From the opening images of Change of Plans, Danièle Thompson illustrates the intersection between personal and public spaces, initially, in the title sequence shot of a flamenco class in which a distracted, rhythm-challenged attorney, Marie-Laurence (Karin Viard) tries to keep up with – and out of the way of – other people, and subsequently, a gynecologist, Mélanie (Marina Foïs) examining a patient before being interrupted by a phone call from her lover.

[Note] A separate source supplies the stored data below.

//! Event dispatch into Python.
//!
//! One invoker per control. The engine delivers events on its single thread;
//! each present callback is invoked under the runtime lock and its result is
//! translated back into the control signal the engine expects. A callback
//! that raises never propagates into the engine: the fault is reported to the
//! diagnostic sink and the event resolves with its neutral default, so the
//! engine loop is never left blocked.

use std::sync::atomic::{AtomicBool, AtomicU32, Ordering};
use std::sync::Mutex;

use pyo3::prelude::*;
use tracing::warn;

use vitrine_common::{ControlError, EventSink, LoadDecision};

use crate::callable::CallableHandle;
use crate::callbacks::CallbackSet;
use crate::runtime::with_runtime_lock;

/// Permissive by default: a missing or faulting load-request callback must
/// not wedge the engine loop, so the navigation proceeds. Flip to `Deny` to
/// fail closed instead.
const LOAD_REQUEST_NEUTRAL: LoadDecision = LoadDecision::Allow;

/// Converts engine events into Python callback invocations.
///
/// The slot lock is held only long enough to clone the callable reference,
/// never across the call into Python, since a callback may re-enter the engine and
/// trigger a nested dispatch on this same thread before returning.
pub(crate) struct EventInvoker {
    callbacks: Mutex<Option<CallbackSet>>,
    detached: AtomicBool,
    in_flight: AtomicU32,
}

/// Scope marker for one dispatch; decrements on every exit path.
struct InFlight<'a>(&'a AtomicU32);

impl<'a> InFlight<'a> {
    fn enter(counter: &'a AtomicU32) -> Self {
        counter.fetch_add(1, Ordering::SeqCst);
        Self(counter)
    }
}

impl Drop for InFlight<'_> {
    fn drop(&mut self) {
        self.0.fetch_sub(1, Ordering::SeqCst);
    }
}

impl EventInvoker {
    pub(crate) fn new(callbacks: CallbackSet) -> Self {
        Self {
            callbacks: Mutex::new(Some(callbacks)),
            detached: AtomicBool::new(false),
            in_flight: AtomicU32::new(0),
        }
    }

    /// Whether a dispatch is currently on the stack.
    pub(crate) fn in_flight(&self) -> bool {
        self.in_flight.load(Ordering::Acquire) > 0
    }

    /// Drop the callback set, releasing every retained reference exactly
    /// once. Refused while a dispatch is on the stack. After detaching,
    /// events resolve to their neutral defaults without entering Python.
    pub(crate) fn detach(&self) -> Result<(), ControlError> {
        if self.in_flight() {
            return Err(ControlError::EventInFlight);
        }
        self.detached.store(true, Ordering::Release);
        *self.callbacks.lock().unwrap() = None;
        Ok(())
    }

    /// Fast path for the engine: absent or detached slots resolve without
    /// touching the interpreter. Load requests fire on every navigation
    /// attempt, so this stays an uncontended lock and an `Option` test.
    fn slot_present(&self, pick: impl Fn(&CallbackSet) -> &CallableHandle) -> bool {
        !self.detached.load(Ordering::Acquire)
            && self
                .callbacks
                .lock()
                .unwrap()
                .as_ref()
                .is_some_and(|set| pick(set).is_present())
    }

    /// Clone the slot's callable for one dispatch. The slot lock is released
    /// before this returns.
    fn snapshot(
        &self,
        py: Python<'_>,
        pick: impl Fn(&CallbackSet) -> &CallableHandle,
    ) -> Option<Py<PyAny>> {
        let guard = self.callbacks.lock().unwrap();
        guard.as_ref().and_then(|set| pick(set).for_dispatch(py))
    }
}

impl EventSink for EventInvoker {
    fn on_load_request(&self, url: &str) -> LoadDecision {
        if !self.slot_present(|set| &set.load_request) {
            return LOAD_REQUEST_NEUTRAL;
        }

        let _dispatch = InFlight::enter(&self.in_flight);
        with_runtime_lock(|py| {
            let Some(callback) = self.snapshot(py, |set| &set.load_request) else {
                return LOAD_REQUEST_NEUTRAL;
            };
            match callback.call1(py, (url,)) {
                Ok(result) => interpret_load_result(py, &result).unwrap_or_else(|err| {
                    warn!(url = %url, error = %err, "load-request result not interpretable; allowing");
                    LOAD_REQUEST_NEUTRAL
                }),
                Err(err) => {
                    warn!(url = %url, error = %err, "ignoring exception in load-request callback");
                    LOAD_REQUEST_NEUTRAL
                }
            }
        })
    }

    fn on_action_url(&self, url: &str) {
        if !self.slot_present(|set| &set.action_url) {
            return;
        }

        let _dispatch = InFlight::enter(&self.in_flight);
        with_runtime_lock(|py| {
            let Some(callback) = self.snapshot(py, |set| &set.action_url) else {
                return;
            };
            // Fire-and-forget: the result is ignored entirely.
            if let Err(err) = callback.call1(py, (url,)) {
                warn!(url = %url, error = %err, "ignoring exception in action-url callback");
            }
        })
    }

    fn on_load_finished(&self) {
        if !self.slot_present(|set| &set.load_finished) {
            return;
        }

        let _dispatch = InFlight::enter(&self.in_flight);
        with_runtime_lock(|py| {
            let Some(callback) = self.snapshot(py, |set| &set.load_finished) else {
                return;
            };
            if let Err(err) = callback.call0(py) {
                warn!(error = %err, "ignoring exception in load-finished callback");
            }
        })
    }
}

/// Translate a load-request callback's return value.
///
/// `None` is "no opinion" and allows; any other value decides by truthiness.
/// Truthiness evaluation itself may raise (a custom `__bool__`), which the
/// caller treats as a fault.
fn interpret_load_result(py: Python<'_>, result: &Py<PyAny>) -> PyResult<LoadDecision> {
    if result.is_none(py) {
        return Ok(LoadDecision::Allow);
    }
    Ok(result.bind(py).is_truthy()?.into())
}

Having learned from her stay-at-home husband, Piotr (Dany Boon) of an added guest – her recently jilted lover, Jean-Louis (Laurent Stocker) – Marie-Laurence impulsively decides to invite her dance instructor Manuela (Blanca Li) in order to maintain the balance of men and women at the table, despite not having prepared enough food for the added guests. With the building access code having been changed earlier in the day, Marie-Laurence’s estranged father, Henri (Pierre Arditi) unexpectedly coming for a visit, traffic coming to a virtual standstill with the advent of a music festival street fair, and friends Mélanie and her oncologist husband Alain (Patrick Bruel) uncommitted about coming to the dinner party (Mélanie having decided to reveal her affair with a jockey and ask for a divorce that evening), the occasion invariably turns from carefully planned event to barely controlled chaos, with Marie-Laurence’s younger sister, Juliette (Marina Hands) deciding to drop in for a visit with fellow actor, Erwann (Patrick Chesnais) in tow, and divorce attorney, Lucas (Christopher Thompson) dragging along his neurotic wife Sarah (Emmanuelle Seigner) on the pretext of the dinner in an attempt to woo Marie-Laurence into his practice with the tantalizing offer of assigned parking space. As in her earlier films, Thompson returns to her recurring theme of shared spaces as intersectional précis for the banalities and transformative junctures of everyday life. Less cohesive than Orchestra Seats, the organic, decentralized framework of Change of Plans becomes an implicit inversion on the myth of bourgeois complacency, where the notion of settled lives at forty-something collides with the reality of life-altering changes, mortality, new love, and self-discovery.